## Task prompt
Copy each line of the material in which the word "display" appears.

:: Given records

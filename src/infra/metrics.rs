// ============================================================
// Layer 6 — Metrics Logger
// ============================================================
// Records training curves to a CSV file, one row per epoch.
//
// The four curves of a run live in this one file:
//   - training loss        - training accuracy
//   - validation loss      - validation accuracy
//
// Validation only runs every `val_every` epochs, so the
// validation cells are left empty on the other rows. Any
// spreadsheet or plotting tool treats those as gaps.
//
// Example CSV output:
//   epoch,train_loss,train_acc,val_loss,val_acc
//   1,7.412000,0.031000,7.104000,0.042000
//   2,6.903100,0.054000,,
//   ...
//
// The file is rewritten at the start of every run.
//
// Reference: Rust Book §12 (I/O and File Handling)

use anyhow::{Context, Result};
use std::{
    fs::{self, OpenOptions},
    io::Write,
    path::{Path, PathBuf},
};
use serde::{Deserialize, Serialize};

const HEADER: &str = "epoch,train_loss,train_acc,val_loss,val_acc";

/// One row of metrics data for a single training epoch
#[derive(Debug, Clone, PartialEq, Serialize, Deserialize)]
pub struct EpochMetrics {
    /// The epoch number (starts at 1)
    pub epoch: usize,

    /// Mean loss over all training batches
    pub train_loss: f64,

    /// CBOW: fraction of centre words predicted exactly.
    /// Skip-gram: fraction of top-k predictions found in the context.
    pub train_acc: f64,

    /// Set only on epochs where validation ran
    pub val_loss: Option<f64>,
    pub val_acc:  Option<f64>,
}

impl EpochMetrics {
    pub fn train_only(epoch: usize, train_loss: f64, train_acc: f64) -> Self {
        Self { epoch, train_loss, train_acc, val_loss: None, val_acc: None }
    }

    pub fn with_validation(mut self, val_loss: f64, val_acc: f64) -> Self {
        self.val_loss = Some(val_loss);
        self.val_acc  = Some(val_acc);
        self
    }

    /// Returns true if this epoch validated below the previous best val_loss
    pub fn is_improvement(&self, best_val_loss: f64) -> bool {
        self.val_loss.is_some_and(|v| v < best_val_loss)
    }

    fn csv_row(&self) -> String {
        let opt = |v: Option<f64>| v.map(|v| format!("{v:.6}")).unwrap_or_default();
        format!(
            "{},{:.6},{:.6},{},{}",
            self.epoch,
            self.train_loss,
            self.train_acc,
            opt(self.val_loss),
            opt(self.val_acc),
        )
    }
}

/// Logs epoch metrics to a CSV file for later analysis.
pub struct MetricsLogger {
    csv_path: PathBuf,
}

impl MetricsLogger {
    /// Create `{dir}/metrics.csv` with a fresh header row.
    pub fn new(dir: impl AsRef<Path>) -> Result<Self> {
        let dir = dir.as_ref();
        fs::create_dir_all(dir)?;

        let csv_path = dir.join("metrics.csv");
        fs::write(&csv_path, format!("{HEADER}\n"))
            .with_context(|| format!("Cannot create '{}'", csv_path.display()))?;
        tracing::debug!("Created metrics CSV: '{}'", csv_path.display());

        Ok(Self { csv_path })
    }

    /// Append one epoch's metrics as a new row.
    pub fn log(&self, m: &EpochMetrics) -> Result<()> {
        let mut f = OpenOptions::new()
            .append(true)
            .open(&self.csv_path)
            .with_context(|| format!("Cannot open '{}'", self.csv_path.display()))?;

        writeln!(f, "{}", m.csv_row())?;

        tracing::debug!(
            "Logged epoch {} metrics: train_loss={:.4}, val_loss={:?}",
            m.epoch,
            m.train_loss,
            m.val_loss,
        );

        Ok(())
    }

    pub fn csv_path(&self) -> &Path {
        &self.csv_path
    }
}
// ============================================================
// Layer 3 — Book Domain Type
// ============================================================
// One book from the corpus directory, already cut into cleaned
// sentences. The source file name is kept so log lines can say
// which book produced how many sentences.

use serde::{Deserialize, Serialize};

#[derive(Debug, Clone, Serialize, Deserialize)]
pub struct Book {
    /// File name the book was read from
    pub source: String,

    /// Lowercased, punctuation-free sentences in reading order
    pub sentences: Vec<String>,
}

impl Book {
    pub fn new(source: impl Into<String>, sentences: Vec<String>) -> Self {
        Self {
            source: source.into(),
            sentences,
        }
    }

    /// Total number of words across all sentences
    pub fn word_count(&self) -> usize {
        self.sentences
            .iter()
            .map(|s| s.split_whitespace().count())
            .sum()
    }
}

#[cfg(test)]
mod tests {
    use super::*;

    #[test]
    fn test_word_count() {
        let book = Book::new("a.txt", vec!["the cat sat".into(), "on the mat".into()]);
        assert_eq!(book.word_count(), 6);
    }
}
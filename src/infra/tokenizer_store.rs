// ============================================================
// Layer 6 — Tokenizer Store
// ============================================================
// Builds the word vocabulary from the corpus and persists it as
// a HuggingFace WordLevel tokenizer.
//
// Vocabulary layout:
//   0 <pad>   1 <start>   2 <end>   3 <unk>
//   4..       corpus words, most frequent first
//
// Only the top `vocab_size - 4` words make it in; everything
// else encodes as <unk>. Because ids follow frequency, the
// exported word-vector file is naturally sorted with the most
// common words at the top.
//
// The sentences arriving here are already cleaned by the
// Preprocessor, so the tokenizer only has to split on
// whitespace; no normaliser is configured.
//
// Reference: tokenizers crate (WordLevel model, JSON format)

use anyhow::{Context, Result};
use std::collections::HashMap;
use std::path::PathBuf;
use tokenizers::Tokenizer;

use crate::domain::sentence::{
    END_TOKEN, NUM_SPECIAL_TOKENS, PAD_TOKEN, START_TOKEN, UNK_TOKEN,
};

const TOKENIZER_FILE: &str = "tokenizer.json";

pub struct TokenizerStore {
    dir: PathBuf,
}

impl TokenizerStore {
    pub fn new(dir: impl Into<PathBuf>) -> Self {
        Self { dir: dir.into() }
    }

    pub fn path(&self) -> PathBuf {
        self.dir.join(TOKENIZER_FILE)
    }

    /// Load a previously saved tokenizer
    pub fn load(&self) -> Result<Tokenizer> {
        let path = self.path();
        Tokenizer::from_file(&path)
            .map_err(|e| anyhow::anyhow!(
                "Cannot load tokenizer from '{}': {}", path.display(), e
            ))
    }

    /// Count words over `sentences`, keep the `vocab_size - 4` most
    /// frequent, write tokenizer.json and load it back.
    pub fn build_and_save(&self, sentences: &[String], vocab_size: usize) -> Result<Tokenizer> {
        std::fs::create_dir_all(&self.dir)
            .with_context(|| format!("Cannot create '{}'", self.dir.display()))?;

        let words = most_frequent_words(sentences, vocab_size.saturating_sub(NUM_SPECIAL_TOKENS));

        let mut vocab = serde_json::json!({
            PAD_TOKEN:   0,
            START_TOKEN: 1,
            END_TOKEN:   2,
            UNK_TOKEN:   3,
        });
        for (i, word) in words.iter().enumerate() {
            vocab[word.as_str()] = serde_json::json!(i + NUM_SPECIAL_TOKENS);
        }

        let special = |id: usize, content: &str| serde_json::json!({
            "id": id, "content": content, "single_word": false, "lstrip": false,
            "rstrip": false, "normalized": false, "special": true
        });

        let tokenizer_json = serde_json::json!({
            "version": "1.0",
            "truncation": null,
            "padding": null,
            "added_tokens": [
                special(0, PAD_TOKEN),
                special(1, START_TOKEN),
                special(2, END_TOKEN),
                special(3, UNK_TOKEN),
            ],
            "normalizer": null,
            "pre_tokenizer": { "type": "WhitespaceSplit" },
            "post_processor": null,
            "decoder": null,
            "model": {
                "type": "WordLevel",
                "vocab": vocab,
                "unk_token": UNK_TOKEN
            }
        });

        let tok_path = self.path();
        std::fs::write(&tok_path, serde_json::to_string_pretty(&tokenizer_json)?)
            .with_context(|| format!("Cannot write '{}'", tok_path.display()))?;

        tracing::info!(
            "Vocabulary built: {} words + {} special tokens, saved to '{}'",
            words.len(),
            NUM_SPECIAL_TOKENS,
            tok_path.display()
        );

        self.load()
    }
}

/// The `limit` most frequent whitespace-separated words. Ties are
/// broken by first occurrence so the result is deterministic.
pub fn most_frequent_words(sentences: &[String], limit: usize) -> Vec<String> {
    // word -> (count, first seen position)
    let mut freq: HashMap<&str, (usize, usize)> = HashMap::new();
    let mut seen = 0usize;

    for sentence in sentences {
        for word in sentence.split_whitespace() {
            let entry = freq.entry(word).or_insert((0, seen));
            entry.0 += 1;
            seen += 1;
        }
    }

    let mut words: Vec<(&str, (usize, usize))> = freq.into_iter().collect();
    words.sort_by(|a, b| b.1 .0.cmp(&a.1 .0).then(a.1 .1.cmp(&b.1 .1)));
    words.truncate(limit);
    words.into_iter().map(|(w, _)| w.to_string()).collect()
}

/// Dense id -> word table covering every id the tokenizer knows.
pub fn index_to_vocab(tokenizer: &Tokenizer) -> Vec<String> {
    let size = tokenizer.get_vocab_size(true);
    (0..size as u32)
        .map(|id| tokenizer.id_to_token(id).unwrap_or_else(|| UNK_TOKEN.to_string()))
        .collect()
}
// ============================================================
// Layer 2 — Application / Use Cases
// ============================================================
// Orchestrates the other layers to accomplish one goal each:
// training word vectors, or evaluating vectors already on disk.
//
// Rules for this layer:
//   - No model code or tensor math here
//   - Results go back to Layer 1, which prints them
//   - Only workflow coordination
//
// Reference: Clean Architecture pattern
//            Rust Book §7 (Module System)

// The training workflow
pub mod train_use_case;

// Analogy evaluation of saved word vectors
pub mod eval_use_case;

::::

## Answer box
            .with_context(|| format!("Cannot create '{}'", csv_path.display()))?;
        tracing::debug!("Created metrics CSV: '{}'", csv_path.display());
            .with_context(|| format!("Cannot open '{}'", self.csv_path.display()))?;
                "Cannot load tokenizer from '{}': {}", path.display(), e
            .with_context(|| format!("Cannot create '{}'", self.dir.display()))?;
            .with_context(|| format!("Cannot write '{}'", tok_path.display()))?;
            tok_path.display()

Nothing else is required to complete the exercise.